### EXERCISE OBJECTIVE
No record may be left out; print them all verbatim.

### INPUT MATERIAL
=====
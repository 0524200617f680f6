//! # n-editor: editor core for n-mark
//!
//! Everything the editor knows lives here; nothing in this crate talks to
//! the terminal.
//!
//! - **[`position`]**: `Position` (line, col), 0-indexed, columns in chars
//! - **[`buffer`]**: `Buffer` wrapping a rope with total editing primitives
//! - **[`file`]**: load guards (size, binary sniffing), backups, typed errors
//! - **[`cursor`]**: cursor with sticky column and motions
//! - **[`word`]**: `w` / `b` / `e` word motions
//! - **[`viewport`]**: scroll offsets that keep the cursor on screen
//! - **[`mode`]**: `Normal` / `Insert` and the editor / preview tabs
//! - **[`keymap`]**: pure key-to-command resolution
//! - **[`session`]**: the owned session state and command dispatcher
//! - **[`paste`]** / **[`clipboard`]**: paste splicing and clipboard reads
//! - **[`code_span`]**: lazily rebuilt index of fenced code blocks
//! - **[`markdown`]** / **[`highlight`]**: line styling and code tokens
//! - **[`config`]**: user preferences from TOML

pub mod buffer;
pub mod clipboard;
pub mod code_span;
pub mod config;
pub mod cursor;
pub mod file;
pub mod highlight;
pub mod keymap;
pub mod markdown;
pub mod mode;
pub mod paste;
pub mod position;
pub mod session;
pub mod viewport;
pub mod word;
=====
### OUTPUT FOR THIS TASK
repository 0524200617f680f6
//! # n-editor: editor core for n-mark
//!
//! Everything the editor knows lives here; nothing in this crate talks to
//! the terminal.
//!
//! - **[`position`]**: `Position` (line, col), 0-indexed, columns in chars
//! - **[`buffer`]**: `Buffer` wrapping a rope with total editing primitives
//! - **[`file`]**: load guards (size, binary sniffing), backups, typed errors
//! - **[`cursor`]**: cursor with sticky column and motions
//! - **[`word`]**: `w` / `b` / `e` word motions
//! - **[`viewport`]**: scroll offsets that keep the cursor on screen
//! - **[`mode`]**: `Normal` / `Insert` and the editor / preview tabs
//! - **[`keymap`]**: pure key-to-command resolution
//! - **[`session`]**: the owned session state and command dispatcher
//! - **[`paste`]** / **[`clipboard`]**: paste splicing and clipboard reads
//! - **[`code_span`]**: lazily rebuilt index of fenced code blocks
//! - **[`markdown`]** / **[`highlight`]**: line styling and code tokens
//! - **[`config`]**: user preferences from TOML

pub mod buffer;
pub mod clipboard;
pub mod code_span;
pub mod config;
pub mod cursor;
pub mod file;
pub mod highlight;
pub mod keymap;
pub mod markdown;
pub mod mode;
pub mod paste;
pub mod position;
pub mod session;
pub mod viewport;
pub mod word;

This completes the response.